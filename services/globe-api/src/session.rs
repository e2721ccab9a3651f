//! Per-visitor session flags.
//!
//! The core crates never read these; handlers pass them in as plain values.
//! Sessions idle longer than the configured TTL are dropped, and the store
//! never holds more than `max_sessions`.

use chrono::{DateTime, Duration, Utc};
use globe_common::{GlobeError, GlobeResult};
use serde::{Deserialize, Serialize};
use std::collections::{BTreeSet, HashMap};
use tokio::sync::RwLock;
use tracing::debug;
use uuid::Uuid;

/// Session lifetime limits.
#[derive(Debug, Clone, PartialEq, Serialize, Deserialize)]
#[serde(default)]
pub struct SessionConfig {
    /// Seconds without a request before a session expires
    pub idle_ttl_secs: u64,
    pub max_sessions: usize,
}

impl Default for SessionConfig {
    fn default() -> Self {
        Self {
            idle_ttl_secs: 3600,
            max_sessions: 10_000,
        }
    }
}

impl SessionConfig {
    fn idle_ttl(&self) -> Duration {
        let secs = i64::try_from(self.idle_ttl_secs).unwrap_or(i64::MAX);
        Duration::seconds(secs.min(i64::MAX / 1000))
    }
}

#[derive(Debug, Clone, Serialize)]
pub struct Session {
    pub id: Uuid,
    pub created_at: DateTime<Utc>,
    pub last_seen: DateTime<Utc>,
    /// Page is shown inside another page's frame
    pub embedded: bool,
    /// Scene keys already rendered for this session
    pub rendered: BTreeSet<String>,
    pub advisory_shown: bool,
}

impl Session {
    fn new(embedded: bool, now: DateTime<Utc>) -> Self {
        Self {
            id: Uuid::new_v4(),
            created_at: now,
            last_seen: now,
            embedded,
            rendered: BTreeSet::new(),
            advisory_shown: false,
        }
    }

    pub fn has_rendered(&self, key: &str) -> bool {
        self.rendered.contains(key)
    }
}

#[derive(Default)]
pub struct SessionStore {
    sessions: RwLock<HashMap<Uuid, Session>>,
    config: SessionConfig,
}

impl SessionStore {
    pub fn new() -> Self {
        Self::default()
    }

    pub fn with_config(config: SessionConfig) -> Self {
        Self {
            sessions: RwLock::new(HashMap::new()),
            config,
        }
    }

    /// Start a session, first dropping expired ones and, at capacity, the
    /// least recently seen.
    pub async fn create(&self, embedded: bool) -> Session {
        let now = Utc::now();
        let session = Session::new(embedded, now);

        let mut sessions = self.sessions.write().await;
        let expired = self.prune_idle(&mut sessions, now);
        let evicted = self.evict_to_capacity(&mut sessions);
        if expired + evicted > 0 {
            record_sessions_removed(expired, evicted);
            debug!(expired, evicted, remaining = sessions.len(), "Pruned sessions");
        }

        sessions.insert(session.id, session.clone());
        session
    }

    pub async fn get(&self, id: Uuid) -> GlobeResult<Session> {
        let mut sessions = self.sessions.write().await;
        self.touch(&mut sessions, id).cloned()
    }

    /// Record that `key` was rendered; returns whether it already was.
    pub async fn mark_rendered(&self, id: Uuid, key: &str) -> GlobeResult<bool> {
        let mut sessions = self.sessions.write().await;
        let session = self.touch(&mut sessions, id)?;
        Ok(!session.rendered.insert(key.to_string()))
    }

    /// True the first time it is called for a session, false afterwards.
    pub async fn take_advisory(&self, id: Uuid) -> GlobeResult<bool> {
        let mut sessions = self.sessions.write().await;
        let session = self.touch(&mut sessions, id)?;
        let first = !session.advisory_shown;
        session.advisory_shown = true;
        Ok(first)
    }

    pub async fn len(&self) -> usize {
        self.sessions.read().await.len()
    }

    pub async fn is_empty(&self) -> bool {
        self.sessions.read().await.is_empty()
    }

    /// Look up a live session and refresh its idle timer. An expired session
    /// is removed and reported as not found.
    fn touch<'a>(
        &self,
        sessions: &'a mut HashMap<Uuid, Session>,
        id: Uuid,
    ) -> GlobeResult<&'a mut Session> {
        let now = Utc::now();
        let expired = sessions
            .get(&id)
            .map(|s| self.is_expired(s, now))
            .unwrap_or(false);
        if expired {
            sessions.remove(&id);
            record_sessions_removed(1, 0);
        }

        let session = sessions
            .get_mut(&id)
            .ok_or_else(|| GlobeError::SessionNotFound(id.to_string()))?;
        session.last_seen = now;
        Ok(session)
    }

    fn is_expired(&self, session: &Session, now: DateTime<Utc>) -> bool {
        now - session.last_seen > self.config.idle_ttl()
    }

    fn prune_idle(&self, sessions: &mut HashMap<Uuid, Session>, now: DateTime<Utc>) -> usize {
        let before = sessions.len();
        sessions.retain(|_, s| !self.is_expired(s, now));
        before - sessions.len()
    }

    /// Drop the least recently seen sessions until one more fits.
    fn evict_to_capacity(&self, sessions: &mut HashMap<Uuid, Session>) -> usize {
        let max = self.config.max_sessions.max(1);
        if sessions.len() < max {
            return 0;
        }

        let mut by_age: Vec<(DateTime<Utc>, Uuid)> =
            sessions.values().map(|s| (s.last_seen, s.id)).collect();
        by_age.sort_unstable();

        let excess = sessions.len() + 1 - max;
        for (_, id) in by_age.into_iter().take(excess) {
            sessions.remove(&id);
        }
        excess
    }
}

fn record_sessions_removed(expired: usize, evicted: usize) {
    crate::metrics::record_sessions_removed("expired", expired);
    crate::metrics::record_sessions_removed("evicted", evicted);
}

#[cfg(test)]
mod tests {
    use super::*;

    #[tokio::test]
    async fn test_create_and_get() {
        let store = SessionStore::new();
        let session = store.create(true).await;

        let fetched = store.get(session.id).await.unwrap();
        assert!(fetched.embedded);
        assert!(fetched.rendered.is_empty());
        assert_eq!(store.len().await, 1);
    }

    #[tokio::test]
    async fn test_unknown_session() {
        let store = SessionStore::new();
        let err = store.get(Uuid::new_v4()).await.unwrap_err();
        assert!(matches!(err, GlobeError::SessionNotFound(_)));
        assert!(store.mark_rendered(Uuid::new_v4(), "planet").await.is_err());
    }

    #[tokio::test]
    async fn test_rendered_flag_per_key() {
        let store = SessionStore::new();
        let id = store.create(false).await.id;

        assert!(!store.mark_rendered(id, "planet").await.unwrap());
        assert!(store.mark_rendered(id, "planet").await.unwrap());

        let session = store.get(id).await.unwrap();
        assert!(session.has_rendered("planet"));
        assert!(!session.has_rendered("equator"));
    }

    fn idle_for(store: &SessionStore, sessions: &mut HashMap<Uuid, Session>, id: Uuid) {
        let ttl = store.config.idle_ttl();
        let session = sessions.get_mut(&id).unwrap();
        session.last_seen = session.last_seen - ttl - Duration::seconds(1);
    }

    #[tokio::test]
    async fn test_idle_sessions_expire_on_create() {
        let store = SessionStore::with_config(SessionConfig {
            idle_ttl_secs: 60,
            max_sessions: 100,
        });
        let stale = store.create(false).await.id;
        let fresh = store.create(false).await.id;
        idle_for(&store, &mut *store.sessions.write().await, stale);

        store.create(false).await;

        assert_eq!(store.len().await, 2);
        assert!(matches!(
            store.get(stale).await,
            Err(GlobeError::SessionNotFound(_))
        ));
        assert!(store.get(fresh).await.is_ok());
    }

    #[tokio::test]
    async fn test_expired_session_is_not_found_before_pruning() {
        let store = SessionStore::with_config(SessionConfig {
            idle_ttl_secs: 60,
            max_sessions: 100,
        });
        let id = store.create(false).await.id;
        idle_for(&store, &mut *store.sessions.write().await, id);

        assert!(store.mark_rendered(id, "planet").await.is_err());
        assert!(store.is_empty().await);
    }

    #[tokio::test]
    async fn test_capacity_evicts_least_recently_seen() {
        let store = SessionStore::with_config(SessionConfig {
            idle_ttl_secs: 3600,
            max_sessions: 3,
        });
        let ids: Vec<Uuid> = {
            let mut ids = Vec::new();
            for _ in 0..3 {
                ids.push(store.create(false).await.id);
            }
            ids
        };
        {
            // Oldest activity first: ids[1], then ids[0], then ids[2]
            let mut sessions = store.sessions.write().await;
            let now = Utc::now();
            sessions.get_mut(&ids[1]).unwrap().last_seen = now - Duration::seconds(30);
            sessions.get_mut(&ids[0]).unwrap().last_seen = now - Duration::seconds(20);
            sessions.get_mut(&ids[2]).unwrap().last_seen = now - Duration::seconds(10);
        }

        for _ in 0..1000 {
            store.create(true).await;
        }
        assert_eq!(store.len().await, 3);
        assert!(store.get(ids[1]).await.is_err());
    }

    #[tokio::test]
    async fn test_get_refreshes_idle_timer() {
        let store = SessionStore::new();
        let session = store.create(false).await;
        let seen = store.get(session.id).await.unwrap();
        assert!(seen.last_seen >= session.last_seen);
        assert_eq!(seen.created_at, session.created_at);
    }

    #[tokio::test]
    async fn test_advisory_once() {
        let store = SessionStore::new();
        let id = store.create(false).await.id;
        assert!(store.take_advisory(id).await.unwrap());
        assert!(!store.take_advisory(id).await.unwrap());
    }
}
|---|
** ASSIGNMENT **
Print, unaltered, every line from the beginning of the material down to the line with "a session expires".

** WRITTEN SOLUTION **
filename services/globe-api/src/session.rs
repository e2721ccab9a3651f
//! Per-visitor session flags.
//!
//! The core crates never read these; handlers pass them in as plain values.
//! Sessions idle longer than the configured TTL are dropped, and the store
//! never holds more than `max_sessions`.

use chrono::{DateTime, Duration, Utc};
use globe_common::{GlobeError, GlobeResult};
use serde::{Deserialize, Serialize};
use std::collections::{BTreeSet, HashMap};
use tokio::sync::RwLock;
use tracing::debug;
use uuid::Uuid;

/// Session lifetime limits.
#[derive(Debug, Clone, PartialEq, Serialize, Deserialize)]
#[serde(default)]
pub struct SessionConfig {
    /// Seconds without a request before a session expires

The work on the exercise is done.